**Records for this exercise**
use crate::error::CoreError;
use serde::{de::DeserializeOwned, Deserialize, Serialize};
use serde_json::{Map, Value as JsonValue};
use std::fmt;
use std::str::FromStr;
use uuid::Uuid;

/// The JSON key that carries a document's identifier on the wire.
pub const ID_FIELD: &str = "id";

/// The identifier of a stored document.
///
/// Assigned by the store on insertion and immutable afterwards. Serialized as
/// a plain UUID string.
#[derive(Debug, Clone, Copy, PartialEq, Eq, Hash, PartialOrd, Ord, Serialize, Deserialize)]
#[serde(transparent)]
pub struct DocumentId(Uuid);

impl DocumentId {
    /// A fresh random id. Zero-valued records carry no id at all.
    #[allow(clippy::new_without_default)]
    pub fn new() -> Self {
        Self(Uuid::new_v4())
    }

    pub fn as_uuid(&self) -> Uuid {
        self.0
    }
}

impl From<Uuid> for DocumentId {
    fn from(id: Uuid) -> Self {
        Self(id)
    }
}

impl fmt::Display for DocumentId {
    fn fmt(&self, f: &mut fmt::Formatter<'_>) -> fmt::Result {
        self.0.fmt(f)
    }
}

impl FromStr for DocumentId {
    type Err = uuid::Error;

    fn from_str(s: &str) -> Result<Self, Self::Err> {
        Uuid::parse_str(s).map(Self)
    }
}

/// An entity that can be stored as a document in a single collection.
///
/// Implementors serialize to a JSON object whose `id` key holds the
/// [`DocumentId`] (omitted while unassigned). Everything else in the object is
/// the document body.
pub trait Document: Serialize + DeserializeOwned + Clone + Send + Sync + 'static {
    /// The route segment the entity is served under, e.g. `customer`.
    const RESOURCE: &'static str;

    fn id(&self) -> Option<DocumentId>;

    fn set_id(&mut self, id: DocumentId);

    /// Splits the record into the body that gets persisted. The id is stored
    /// alongside the body, never inside it.
    fn to_body(&self) -> Result<JsonValue, CoreError> {
        match serde_json::to_value(self)? {
            JsonValue::Object(mut map) => {
                map.remove(ID_FIELD);
                Ok(JsonValue::Object(map))
            }
            other => Err(CoreError::NotAnObject(other.to_string())),
        }
    }

    /// Rebuilds a record from a stored id and body.
    fn from_parts(id: DocumentId, body: JsonValue) -> Result<Self, CoreError> {
        let mut map = match body {
            JsonValue::Object(map) => map,
            JsonValue::Null => Map::new(),
            other => return Err(CoreError::NotAnObject(other.to_string())),
        };
        map.insert(ID_FIELD.to_string(), JsonValue::String(id.to_string()));
        Ok(serde_json::from_value(JsonValue::Object(map))?)
    }
}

**Description of the task**
Extract all of the material exactly as it is written.

**Problem solution**
use crate::error::CoreError;
use serde::{de::DeserializeOwned, Deserialize, Serialize};
use serde_json::{Map, Value as JsonValue};
use std::fmt;
use std::str::FromStr;
use uuid::Uuid;

/// The JSON key that carries a document's identifier on the wire.
pub const ID_FIELD: &str = "id";

/// The identifier of a stored document.
///
/// Assigned by the store on insertion and immutable afterwards. Serialized as
/// a plain UUID string.
#[derive(Debug, Clone, Copy, PartialEq, Eq, Hash, PartialOrd, Ord, Serialize, Deserialize)]
#[serde(transparent)]
pub struct DocumentId(Uuid);

impl DocumentId {
    /// A fresh random id. Zero-valued records carry no id at all.
    #[allow(clippy::new_without_default)]
    pub fn new() -> Self {
        Self(Uuid::new_v4())
    }

    pub fn as_uuid(&self) -> Uuid {
        self.0
    }
}

impl From<Uuid> for DocumentId {
    fn from(id: Uuid) -> Self {
        Self(id)
    }
}

impl fmt::Display for DocumentId {
    fn fmt(&self, f: &mut fmt::Formatter<'_>) -> fmt::Result {
        self.0.fmt(f)
    }
}

impl FromStr for DocumentId {
    type Err = uuid::Error;

    fn from_str(s: &str) -> Result<Self, Self::Err> {
        Uuid::parse_str(s).map(Self)
    }
}

/// An entity that can be stored as a document in a single collection.
///
/// Implementors serialize to a JSON object whose `id` key holds the
/// [`DocumentId`] (omitted while unassigned). Everything else in the object is
/// the document body.
pub trait Document: Serialize + DeserializeOwned + Clone + Send + Sync + 'static {
    /// The route segment the entity is served under, e.g. `customer`.
    const RESOURCE: &'static str;

    fn id(&self) -> Option<DocumentId>;

    fn set_id(&mut self, id: DocumentId);

    /// Splits the record into the body that gets persisted. The id is stored
    /// alongside the body, never inside it.
    fn to_body(&self) -> Result<JsonValue, CoreError> {
        match serde_json::to_value(self)? {
            JsonValue::Object(mut map) => {
                map.remove(ID_FIELD);
                Ok(JsonValue::Object(map))
            }
            other => Err(CoreError::NotAnObject(other.to_string())),
        }
    }

    /// Rebuilds a record from a stored id and body.
    fn from_parts(id: DocumentId, body: JsonValue) -> Result<Self, CoreError> {
        let mut map = match body {
            JsonValue::Object(map) => map,
            JsonValue::Null => Map::new(),
            other => return Err(CoreError::NotAnObject(other.to_string())),
        };
        map.insert(ID_FIELD.to_string(), JsonValue::String(id.to_string()));
        Ok(serde_json::from_value(JsonValue::Object(map))?)
    }
}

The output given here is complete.